How Do I Take Care of Myself?
In order to decrease the symptoms of baby blues or postpartum depression, it is necessary to take care of oneself. You can follow the steps below and avoid the mood swings:
- Talk to someone you trust. Letting go of your feelings will help you clear your thoughts and feel lighter emotionally.
- Eat a well balanced diet that includes vitamins and minerals
- Go outside. Enjoy a stroll in the park with your baby. It will be a welcome change from changing diapers and cleaning vomits
- Ask for help. Call over your mother or some experienced lady who can guide you as well as help you take care of the baby. You could even hire help to do household chores, so that you can concentrate on your baby.
- Give yourself time. Adjust to the new member of your family and learn to except the new routine.

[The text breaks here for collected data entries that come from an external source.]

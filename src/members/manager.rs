use std::sync::Arc;
use tracing::{debug, info, instrument, warn};

use crate::auth::AuthenticatedUser;
use crate::error::{OrgAuthError, Result};
use crate::models::{NewUser, User};
use crate::repository::UserRepository;

const NOT_AUTHORIZED: &str = "not authorized";

/// List, add and delete users within the caller's organization.
///
/// # Example
///
/// ```rust,ignore
/// use orgauth::members::MemberManager;
///
/// let manager = MemberManager::new(repo.clone());
/// let peers = manager.list_other_users(&identity).await?;
/// let carol = manager.add_member(&identity, "carol", "pw3").await?;
/// manager.delete_member(&identity, "carol").await?;
/// ```
#[derive(Clone)]
pub struct MemberManager {
    repo: Arc<dyn UserRepository>,
}

impl MemberManager {
    #[must_use]
    pub fn new(repo: Arc<dyn UserRepository>) -> Self {
        Self { repo }
    }

    /// Load the caller's current record.
    ///
    /// A subject that no longer exists, or whose token names a different
    /// organization than the stored record, is unauthorized.
    async fn resolve(&self, identity: &AuthenticatedUser) -> Result<User> {
        let user = self
            .repo
            .find_by_id(&identity.user_id)
            .await?
            .ok_or_else(|| {
                warn!(user_id = %identity.user_id, "token subject no longer exists");
                OrgAuthError::unauthorized(NOT_AUTHORIZED)
            })?;

        if let Some(org_id) = &identity.org_id {
            if *org_id != user.organization_id {
                warn!(user_id = %user.id, "token organization does not match stored user");
                return Err(OrgAuthError::unauthorized(NOT_AUTHORIZED));
            }
        }

        Ok(user)
    }

    async fn resolve_admin(&self, identity: &AuthenticatedUser) -> Result<User> {
        let caller = self.resolve(identity).await?;
        if !caller.role.can_manage_members() {
            warn!(user_id = %caller.id, role = %caller.role, "member management denied");
            return Err(OrgAuthError::unauthorized(NOT_AUTHORIZED));
        }
        Ok(caller)
    }

    /// Everyone in the caller's organization except the caller.
    #[instrument(skip(self, identity), fields(user_id = %identity.user_id))]
    pub async fn list_other_users(&self, identity: &AuthenticatedUser) -> Result<Vec<User>> {
        let caller = self.resolve(identity).await?;
        let users = self.repo.list_other_members(&caller).await?;
        debug!(count = users.len(), "listed organization members");
        Ok(users)
    }

    /// Create a `member` in the caller's organization. Admin only.
    #[instrument(skip(self, identity, password), fields(user_id = %identity.user_id))]
    pub async fn add_member(
        &self,
        identity: &AuthenticatedUser,
        username: &str,
        password: &str,
    ) -> Result<User> {
        let admin = self.resolve_admin(identity).await?;

        if username.is_empty() || password.is_empty() {
            return Err(OrgAuthError::bad_request(
                "username and password are required",
            ));
        }

        let user = self
            .repo
            .insert(NewUser::member(username, password, &admin.organization_id))
            .await?;

        info!(
            new_user_id = %user.id,
            org_id = %user.organization_id,
            added_by = %admin.id,
            "member added"
        );
        Ok(user)
    }

    /// Delete a user from the caller's organization. Admin only.
    ///
    /// A target that does not exist and a target in another organization get
    /// the same `Unauthorized` answer.
    #[instrument(skip(self, identity), fields(user_id = %identity.user_id))]
    pub async fn delete_member(
        &self,
        identity: &AuthenticatedUser,
        username: &str,
    ) -> Result<()> {
        let admin = self.resolve_admin(identity).await?;

        if username.is_empty() {
            return Err(OrgAuthError::bad_request("username is required"));
        }

        let target = match self.repo.find_by_username(username).await? {
            Some(target) if target.shares_organization_with(&admin) => target,
            _ => {
                warn!(target = %username, "delete target absent or outside caller's organization");
                return Err(OrgAuthError::unauthorized(NOT_AUTHORIZED));
            }
        };

        self.repo.delete(&target).await?;

        info!(
            deleted_user_id = %target.id,
            org_id = %target.organization_id,
            deleted_by = %admin.id,
            "member deleted"
        );
        Ok(())
    }
}
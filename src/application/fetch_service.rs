// Fetch service - Gathers live Home Assistant data for one dashboard
use crate::application::home_assistant_repository::HomeAssistantRepository;
use crate::domain::calendar::{fill_calendar_days, local_midnight, window_start, CalendarDay, CalendarSpec};
use crate::domain::dashboard::{EntityConfig, HomeAssistantRequirements, ServiceConfig};
use crate::domain::home_assistant::{CalendarEvent, EntityState, HomeAssistantData, ServiceCallResult};
use chrono::{DateTime, Duration, Utc};
use chrono_tz::Tz;
use futures::future::join_all;
use std::collections::BTreeMap;
use std::sync::Arc;

/// Runs the entity, calendar and service passes concurrently. A failing item
/// is logged and left out; it never fails the whole fetch. Dropping the
/// returned future abandons every request still in flight.
#[derive(Clone)]
pub struct DataFetchService {
    repository: Arc<dyn HomeAssistantRepository>,
}

impl DataFetchService {
    pub fn new(repository: Arc<dyn HomeAssistantRepository>) -> Self {
        Self { repository }
    }

    pub async fn fetch(
        &self,
        requirements: &HomeAssistantRequirements,
        now: &DateTime<Tz>,
    ) -> HomeAssistantData {
        if requirements.is_empty() {
            return HomeAssistantData::default();
        }

        let (entities, calendars, services) = tokio::join!(
            self.fetch_entities(&requirements.entities),
            self.fetch_calendars(&requirements.calendars, now),
            self.fetch_services(&requirements.services),
        );

        HomeAssistantData {
            entities,
            calendars,
            services,
        }
    }

    async fn fetch_entities(&self, entities: &[EntityConfig]) -> BTreeMap<String, EntityState> {
        let results = join_all(entities.iter().map(|entity| async move {
            (entity, self.repository.get_state(&entity.id).await)
        }))
        .await;

        let mut states = BTreeMap::new();
        for (entity, result) in results {
            match result {
                Ok(state) => {
                    states.insert(entity.name.clone(), state);
                }
                Err(e) => {
                    tracing::warn!(
                        entity = %entity.name,
                        entity_id = %entity.id,
                        err = %format!("{e:#}"),
                        "failed to get entity state"
                    );
                }
            }
        }

        states
    }

    async fn fetch_calendars(
        &self,
        calendars: &[CalendarSpec],
        now: &DateTime<Tz>,
    ) -> BTreeMap<String, Vec<CalendarDay>> {
        let start = local_midnight(window_start(now.date_naive()), &now.timezone());

        join_all(calendars.iter().map(|calendar| async move {
            let end = start + Duration::days(i64::from(calendar.days));
            let events = self.fetch_calendar_events(calendar, start, end).await;
            tracing::debug!(
                calendar = %calendar.name,
                events = events.len(),
                "fetched calendar events"
            );
            (calendar.name.clone(), fill_calendar_days(calendar, events, now))
        }))
        .await
        .into_iter()
        .collect()
    }

    /// Events of every source id, in source order, titles prefixed per id
    async fn fetch_calendar_events(
        &self,
        calendar: &CalendarSpec,
        start: DateTime<Utc>,
        end: DateTime<Utc>,
    ) -> Vec<CalendarEvent> {
        let results = join_all(calendar.ids.iter().map(|source| async move {
            (source, self.repository.get_calendar(&source.id, start, end).await)
        }))
        .await;

        let mut events = Vec::new();
        for (source, result) in results {
            match result {
                Ok(fetched) => {
                    events.extend(fetched.into_iter().map(|mut event| {
                        if let Some(prefix) = &source.prefix {
                            event.summary = format!("{}{}", prefix, event.summary);
                        }
                        event
                    }));
                }
                Err(e) => {
                    tracing::warn!(
                        calendar = %calendar.name,
                        entity_id = %source.id,
                        err = %format!("{e:#}"),
                        "failed to get calendar"
                    );
                }
            }
        }

        events
    }

    async fn fetch_services(
        &self,
        services: &[ServiceConfig],
    ) -> BTreeMap<String, ServiceCallResult> {
        let results = join_all(services.iter().map(|service| async move {
            let result = self
                .repository
                .call_service(
                    &service.domain,
                    &service.service,
                    &service.data,
                    service.return_response,
                )
                .await;
            (service, result)
        }))
        .await;

        let mut responses = BTreeMap::new();
        for (service, result) in results {
            match result {
                Ok(response) => {
                    responses.insert(service.name.clone(), response);
                }
                Err(e) => {
                    tracing::warn!(
                        domain = %service.domain,
                        service = %service.service,
                        err = %format!("{e:#}"),
                        "failed to call service"
                    );
                }
            }
        }

        responses
    }
}

#[cfg(test)]
mod tests {
    use super::*;
    use crate::application::testing::FakeHomeAssistant;
    use crate::domain::calendar::{CalendarSource, GRID_DAYS};
    use crate::domain::home_assistant::EventTime;
    use chrono::TimeZone;

    fn now() -> DateTime<Tz> {
        chrono_tz::Europe::Berlin
            .with_ymd_and_hms(2024, 5, 1, 9, 0, 0)
            .unwrap()
    }

    fn entities(ids: &[&str]) -> Vec<EntityConfig> {
        ids.iter()
            .map(|id| EntityConfig {
                name: id.replace("sensor.", ""),
                id: id.to_string(),
            })
            .collect()
    }

    fn meeting(summary: &str, start: &str, end: &str) -> CalendarEvent {
        CalendarEvent {
            summary: summary.to_string(),
            start: EventTime::DateTime(DateTime::parse_from_rfc3339(start).unwrap()),
            end: EventTime::DateTime(DateTime::parse_from_rfc3339(end).unwrap()),
            description: None,
            location: None,
        }
    }

    fn calendar(name: &str, ids: Vec<CalendarSource>) -> CalendarSpec {
        CalendarSpec {
            name: name.to_string(),
            ids,
            days: 14,
            max_events: 0,
            skip_past_events: false,
        }
    }

    #[tokio::test]
    async fn test_failing_entity_is_absent() {
        let fake = FakeHomeAssistant::default()
            .with_state("sensor.a", "1")
            .with_state("sensor.b", "2")
            .with_state("sensor.c", "3")
            .with_state("sensor.d", "4")
            .with_state("sensor.e", "5")
            .failing("sensor.c");
        let service = DataFetchService::new(Arc::new(fake));
        let requirements = HomeAssistantRequirements {
            entities: entities(&["sensor.a", "sensor.b", "sensor.c", "sensor.d", "sensor.e"]),
            ..Default::default()
        };

        let data = service.fetch(&requirements, &now()).await;

        assert_eq!(data.entities.len(), 4);
        assert!(!data.entities.contains_key("c"));
        assert_eq!(data.entities["e"].state, "5");
    }

    #[tokio::test]
    async fn test_calendars_merge_sources_with_prefix() {
        let fake = FakeHomeAssistant::default()
            .with_calendar(
                "calendar.home",
                vec![meeting("Dinner", "2024-05-01T18:00:00+02:00", "2024-05-01T20:00:00+02:00")],
            )
            .with_calendar(
                "calendar.work",
                vec![meeting("Standup", "2024-05-01T09:30:00+02:00", "2024-05-01T09:45:00+02:00")],
            );
        let service = DataFetchService::new(Arc::new(fake));
        let requirements = HomeAssistantRequirements {
            calendars: vec![calendar(
                "family",
                vec![
                    CalendarSource {
                        id: "calendar.home".to_string(),
                        prefix: None,
                    },
                    CalendarSource {
                        id: "calendar.work".to_string(),
                        prefix: Some("Work: ".to_string()),
                    },
                ],
            )],
            ..Default::default()
        };

        let data = service.fetch(&requirements, &now()).await;

        let days = &data.calendars["family"];
        assert_eq!(days.len(), GRID_DAYS);
        let today: Vec<&str> = days[2].events.iter().map(|e| e.summary.as_str()).collect();
        assert_eq!(today, vec!["Work: Standup", "Dinner"]);
    }

    #[tokio::test]
    async fn test_calendar_window_starts_on_local_monday() {
        let fake = Arc::new(FakeHomeAssistant::default());
        let service = DataFetchService::new(fake.clone());
        let requirements = HomeAssistantRequirements {
            calendars: vec![calendar(
                "family",
                vec![CalendarSource {
                    id: "calendar.home".to_string(),
                    prefix: None,
                }],
            )],
            ..Default::default()
        };

        service.fetch(&requirements, &now()).await;

        let requests = fake.calendar_requests.lock().unwrap();
        let (id, start, end) = &requests[0];
        assert_eq!(id, "calendar.home");
        // Monday 2024-04-29 00:00 in Berlin (UTC+2)
        assert_eq!(*start, Utc.with_ymd_and_hms(2024, 4, 28, 22, 0, 0).unwrap());
        assert_eq!(*end - *start, Duration::days(14));
    }

    #[tokio::test]
    async fn test_failing_calendar_falls_back_to_empty_grid() {
        let fake = FakeHomeAssistant::default().failing("calendar.home");
        let service = DataFetchService::new(Arc::new(fake));
        let requirements = HomeAssistantRequirements {
            calendars: vec![calendar(
                "family",
                vec![CalendarSource {
                    id: "calendar.home".to_string(),
                    prefix: None,
                }],
            )],
            ..Default::default()
        };

        let data = service.fetch(&requirements, &now()).await;

        let days = &data.calendars["family"];
        assert_eq!(days.len(), GRID_DAYS);
        assert!(days.iter().all(|d| d.events.is_empty()));
    }

    #[tokio::test]
    async fn test_services_keep_successful_results() {
        let fake = FakeHomeAssistant::default()
            .with_service("weather", "get_forecasts", serde_json::json!({"temperature": 21}))
            .failing("script.turn_on");
        let service = DataFetchService::new(Arc::new(fake));
        let requirements = HomeAssistantRequirements {
            services: vec![
                ServiceConfig {
                    name: "forecast".to_string(),
                    domain: "weather".to_string(),
                    service: "get_forecasts".to_string(),
                    data: serde_json::json!({"entity_id": "weather.home"}),
                    return_response: true,
                },
                ServiceConfig {
                    name: "script".to_string(),
                    domain: "script".to_string(),
                    service: "turn_on".to_string(),
                    data: serde_json::Value::Null,
                    return_response: false,
                },
            ],
            ..Default::default()
        };

        let data = service.fetch(&requirements, &now()).await;

        assert_eq!(data.services.len(), 1);
        match &data.services["forecast"] {
            ServiceCallResult::Response(value) => {
                assert_eq!(value["response"]["temperature"], 21);
                assert_eq!(value["request"]["entity_id"], "weather.home");
            }
            other => panic!("unexpected result {other:?}"),
        }
    }
}
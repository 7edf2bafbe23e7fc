// Port for the out-of-process HTML rasterizer
use async_trait::async_trait;
use std::path::PathBuf;
use std::process::ExitStatus;

#[derive(Debug, Clone, PartialEq, Eq)]
pub struct RasterOptions {
    pub width: u32,
    pub height: u32,
    pub quality: u8,
    /// Local directory the page may load assets from
    pub asset_root: Option<PathBuf>,
}

#[derive(Debug, thiserror::Error)]
pub enum RasterizeError {
    #[error("failed to start rasterizer: {0}")]
    Spawn(#[source] std::io::Error),
    #[error("rasterizer io failed: {0}")]
    Io(#[from] std::io::Error),
    #[error("rasterizer exited with {status}: {stderr:?}")]
    Failed { status: ExitStatus, stderr: String },
    #[error("rasterizer produced no image")]
    EmptyOutput,
    #[error("rasterizer session pool is closed")]
    Closed,
}

/// Turns a complete HTML document into a raw PNG screenshot
#[async_trait]
pub trait Rasterizer: Send + Sync {
    async fn rasterize(&self, html: String, options: &RasterOptions)
        -> Result<Vec<u8>, RasterizeError>;
}
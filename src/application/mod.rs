// Application layer - Use cases and the ports they depend on
pub mod dashboard_repository;
pub mod fetch_service;
pub mod home_assistant_repository;
pub mod rasterizer;
pub mod render_service;

#[cfg(test)]
pub mod testing;
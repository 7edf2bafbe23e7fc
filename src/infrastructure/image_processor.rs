// Image post-processing: palette reduction and re-encoding for e-ink displays
use image::codecs::bmp::BmpEncoder;
use image::codecs::jpeg::JpegEncoder;
use image::codecs::png::{CompressionType, FilterType, PngEncoder};
use image::{DynamicImage, GrayImage, Luma};
use serde::Deserialize;

use crate::domain::render::{OutputFormat, UnsupportedFormat};

/// Colours the target display can show
#[derive(Debug, Clone, Copy, Default, PartialEq, Eq, Deserialize)]
#[serde(rename_all = "snake_case")]
pub enum Palette {
    #[default]
    BlackWhite,
    Grayscale4,
    Full,
}

#[derive(Debug, thiserror::Error)]
pub enum ImageError {
    #[error("failed to decode image: {0}")]
    Decode(#[source] image::ImageError),
    #[error("failed to encode png: {0}")]
    EncodePng(#[source] image::ImageError),
    #[error("failed to encode jpeg: {0}")]
    EncodeJpeg(#[source] image::ImageError),
    #[error("failed to encode bmp: {0}")]
    EncodeBmp(#[source] image::ImageError),
    #[error(transparent)]
    UnsupportedFormat(#[from] UnsupportedFormat),
}

#[derive(Debug, Clone, Copy, Default)]
pub struct ImageProcessor {
    palette: Palette,
}

impl ImageProcessor {
    pub fn new(palette: Palette) -> Self {
        Self { palette }
    }

    /// Decode a raw screenshot and encode it as `format`
    pub fn process(
        &self,
        raw: &[u8],
        format: OutputFormat,
        quality: u8,
    ) -> Result<Vec<u8>, ImageError> {
        if !format.is_image() {
            return Err(UnsupportedFormat(format.to_string()).into());
        }
        let decoded = image::load_from_memory(raw).map_err(ImageError::Decode)?;
        let image = self.quantize(decoded);

        let mut out = Vec::new();
        match format {
            OutputFormat::Png => {
                let encoder = PngEncoder::new_with_quality(
                    &mut out,
                    CompressionType::Best,
                    FilterType::Adaptive,
                );
                image.write_with_encoder(encoder).map_err(ImageError::EncodePng)?;
            }
            OutputFormat::Jpeg => {
                let encoder = JpegEncoder::new_with_quality(&mut out, quality.clamp(1, 100));
                image.write_with_encoder(encoder).map_err(ImageError::EncodeJpeg)?;
            }
            OutputFormat::Bmp => {
                // displays expect 24-bit pixels, not a grey palette
                let rgb = DynamicImage::ImageRgb8(image.to_rgb8());
                let encoder = BmpEncoder::new(&mut out);
                rgb.write_with_encoder(encoder).map_err(ImageError::EncodeBmp)?;
            }
            OutputFormat::Html => return Err(UnsupportedFormat(format.to_string()).into()),
        }

        tracing::debug!(
            format = %format,
            palette = ?self.palette,
            raw_bytes = raw.len(),
            encoded_bytes = out.len(),
            "re-encoded image"
        );
        Ok(out)
    }

    fn quantize(&self, image: DynamicImage) -> DynamicImage {
        match self.palette {
            Palette::Full => DynamicImage::ImageRgb8(image.to_rgb8()),
            Palette::BlackWhite => map_luma(image, |l| if l < 128 { 0 } else { 255 }),
            Palette::Grayscale4 => map_luma(image, |l| ((u16::from(l) + 42) / 85 * 85) as u8),
        }
    }
}

fn map_luma(image: DynamicImage, level: impl Fn(u8) -> u8) -> DynamicImage {
    let mut gray: GrayImage = image.to_luma8();
    for Luma([l]) in gray.pixels_mut() {
        *l = level(*l);
    }
    DynamicImage::ImageLuma8(gray)
}
// Main entry point - Dependency injection and server setup
mod application;
mod domain;
mod infrastructure;
mod presentation;

use clap::Parser;
use std::sync::Arc;
use std::time::Duration;

use crate::application::fetch_service::DataFetchService;
use crate::application::home_assistant_repository::HomeAssistantRepository;
use crate::application::render_service::{DashboardRenderService, RenderSettings};
use crate::infrastructure::config::{load_config, LogFormat, LogSettings};
use crate::infrastructure::dashboard_store::FileDashboardRepository;
use crate::infrastructure::home_assistant_client::{HomeAssistantClient, UnconfiguredHomeAssistant};
use crate::infrastructure::image_processor::ImageProcessor;
use crate::infrastructure::rasterizer::CommandRasterizer;
use crate::infrastructure::template_engine::TemplateEngine;
use crate::presentation::app_state::AppState;
use crate::presentation::routes::router;

#[derive(Parser, Debug)]
#[command(name = "esphome-dashboard", version, about = "Renders dashboards for e-ink displays")]
struct Cli {
    /// Path to the configuration file
    #[arg(long, default_value = "config.toml")]
    config: String,
}

fn init_tracing(settings: &LogSettings) {
    let filter = tracing_subscriber::EnvFilter::try_from_default_env()
        .unwrap_or_else(|_| tracing_subscriber::EnvFilter::new(&settings.level));
    let builder = tracing_subscriber::fmt()
        .with_env_filter(filter)
        .with_file(settings.add_source)
        .with_line_number(settings.add_source)
        .with_ansi(!settings.no_color);

    match settings.format {
        LogFormat::Json => builder.json().init(),
        LogFormat::Text => builder.init(),
    }
}

async fn shutdown_signal() {
    let ctrl_c = async {
        if let Err(e) = tokio::signal::ctrl_c().await {
            tracing::error!(err = %e, "failed to listen for ctrl-c");
        }
    };

    #[cfg(unix)]
    let terminate = async {
        match tokio::signal::unix::signal(tokio::signal::unix::SignalKind::terminate()) {
            Ok(mut signal) => {
                signal.recv().await;
            }
            Err(e) => {
                tracing::error!(err = %e, "failed to listen for SIGTERM");
                std::future::pending::<()>().await;
            }
        }
    };
    #[cfg(not(unix))]
    let terminate = std::future::pending::<()>();

    tokio::select! {
        _ = ctrl_c => {},
        _ = terminate => {},
    }
    tracing::info!("shutting down");
}

#[tokio::main]
async fn main() -> anyhow::Result<()> {
    let cli = Cli::parse();
    let config = load_config(&cli.config)?;
    init_tracing(&config.log);

    tracing::info!(version = env!("CARGO_PKG_VERSION"), config = ?config, "starting dashboard");

    let timezone = config.timezone()?;

    // Home Assistant backend (infrastructure layer)
    let home_assistant: Arc<dyn HomeAssistantRepository> = match &config.home_assistant {
        Some(settings) => {
            let client = HomeAssistantClient::from_settings(settings)?;
            match client.test_connection().await {
                Ok(message) => tracing::info!(url = %settings.base_url(), message = %message, "connected to home assistant"),
                Err(e) => tracing::warn!(url = %settings.base_url(), err = %format!("{e:#}"), "home assistant not reachable"),
            }
            Arc::new(client)
        }
        None => {
            tracing::warn!("home assistant not configured, live data will be missing");
            Arc::new(UnconfiguredHomeAssistant)
        }
    };

    let renderer = &config.renderer;
    let rasterizer = Arc::new(CommandRasterizer::new(
        renderer.kind,
        renderer.binary.clone(),
        renderer.assets_dir.clone(),
        renderer.max_concurrent,
        renderer.extra_args.clone(),
    ));
    let templates = Arc::new(TemplateEngine::from_dir(&config.templates_dir)?);
    tracing::info!(
        dir = %config.templates_dir.display(),
        partials = ?templates.partial_names().collect::<Vec<_>>(),
        "loaded shared templates"
    );
    let dashboards = Arc::new(FileDashboardRepository::new(&config.dashboard_dir));

    // Services (application layer)
    let render_service = DashboardRenderService::new(
        dashboards,
        DataFetchService::new(home_assistant),
        templates,
        rasterizer,
        ImageProcessor::new(config.image.palette),
        RenderSettings {
            timezone,
            timeout: Duration::from_secs(config.request_timeout_secs),
            dashboard_dir: Some(config.dashboard_dir.clone()),
            jpeg_quality: config.image.jpeg_quality,
        },
    );

    // Router (presentation layer)
    let state = Arc::new(AppState {
        render_service,
        dashboard_dir: config.dashboard_dir.clone(),
    });
    let router = router(state);

    let addr = config.socket_addr()?;
    let listener = tokio::net::TcpListener::bind(addr).await?;
    tracing::info!(addr = %addr, "listening");

    axum::serve(listener, router)
        .with_graceful_shutdown(shutdown_signal())
        .await?;

    Ok(())
}
// Domain layer - Pure types and algorithms, no IO
pub mod calendar;
pub mod dashboard;
pub mod home_assistant;
pub mod pagination;
pub mod render;
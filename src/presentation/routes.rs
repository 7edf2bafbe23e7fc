//! Axum router assembly.

use axum::{routing::get, Router};
use std::sync::Arc;
use tower_http::trace::TraceLayer;

use crate::presentation::app_state::AppState;
use crate::presentation::handlers::{get_asset, get_control, get_page, health_check, version};

pub fn router(state: Arc<AppState>) -> Router {
    Router::new()
        .route("/healthz", get(health_check))
        .route("/version", get(version))
        .route("/dashboards/:dashboard/control", get(get_control))
        .route("/dashboards/:dashboard/pages/:page", get(get_page))
        .route("/dashboards/:dashboard/assets/*path", get(get_asset))
        .layer(TraceLayer::new_for_http())
        .with_state(state)
}
// Repository trait for dashboard definitions
use crate::domain::dashboard::{DashboardConfig, DashboardDefinition};
use async_trait::async_trait;

#[async_trait]
pub trait DashboardRepository: Send + Sync {
    /// Dashboard config only, enough for pagination. `None` if unknown.
    async fn load_config(&self, name: &str) -> anyhow::Result<Option<DashboardConfig>>;

    /// Config, base layout and every page body. `None` if unknown.
    async fn load(&self, name: &str) -> anyhow::Result<Option<DashboardDefinition>>;
}
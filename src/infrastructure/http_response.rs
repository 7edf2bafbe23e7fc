// HTTP response utilities for rendered pages and render failures
use crate::application::render_service::{RenderError, RenderedPage};
use axum::{
    body::Body,
    http::{header, HeaderValue, Response, StatusCode},
    response::IntoResponse,
};
use bytes::Bytes;

/// Body with explicit Content-Type and Content-Length
pub fn bytes_response(body: Bytes, content_type: &'static str) -> Response<Body> {
    let length = HeaderValue::from(body.len());
    let mut response = Response::new(Body::from(body));
    let headers = response.headers_mut();
    headers.insert(header::CONTENT_TYPE, HeaderValue::from_static(content_type));
    headers.insert(header::CONTENT_LENGTH, length);
    response
}

pub fn page_response(page: RenderedPage) -> Response<Body> {
    bytes_response(page.body, page.content_type)
}

pub fn status_of(err: &RenderError) -> StatusCode {
    match err {
        RenderError::DashboardNotFound(_) => StatusCode::NOT_FOUND,
        RenderError::Cancelled(_) => StatusCode::SERVICE_UNAVAILABLE,
        err if err.is_client_error() => StatusCode::BAD_REQUEST,
        _ => StatusCode::INTERNAL_SERVER_ERROR,
    }
}

/// Log `err` at a level matching who caused it and turn it into a plain-text response
pub fn error_response(dashboard: &str, err: RenderError) -> Response<Body> {
    let status = status_of(&err);
    let message = err.to_string();
    if status.is_server_error() && status != StatusCode::SERVICE_UNAVAILABLE {
        tracing::error!(dashboard = %dashboard, status = status.as_u16(), err = %message, "request failed");
    } else {
        tracing::info!(dashboard = %dashboard, status = status.as_u16(), err = %message, "request rejected");
    }
    (status, message).into_response()
}
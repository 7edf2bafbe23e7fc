// Repository trait for Home Assistant data access
use crate::domain::home_assistant::{CalendarEvent, EntityState, ServiceCallResult};
use async_trait::async_trait;
use chrono::{DateTime, Utc};
use serde_json::Value;

#[async_trait]
pub trait HomeAssistantRepository: Send + Sync {
    /// Current state of a single entity
    async fn get_state(&self, entity_id: &str) -> anyhow::Result<EntityState>;

    /// Events of one calendar overlapping `[start, end)`
    async fn get_calendar(
        &self,
        calendar_id: &str,
        start: DateTime<Utc>,
        end: DateTime<Utc>,
    ) -> anyhow::Result<Vec<CalendarEvent>>;

    /// Invoke `domain.service` with `data`. With `return_response` the
    /// backend answers with the service's own response object instead of
    /// the list of changed states.
    async fn call_service(
        &self,
        domain: &str,
        service: &str,
        data: &Value,
        return_response: bool,
    ) -> anyhow::Result<ServiceCallResult>;
}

It is very important to note and understand your feelings. Remember, postpartum depression can not just affect you, but also affect your baby’s growth and development. If the baby blues last longer than 14 days, it’s time you open up to someone and let them know how you feel. Visit a doctor or counselor and follow up appointments. Be honest with yourself, this could save you as well as your baby from long term negative consequences.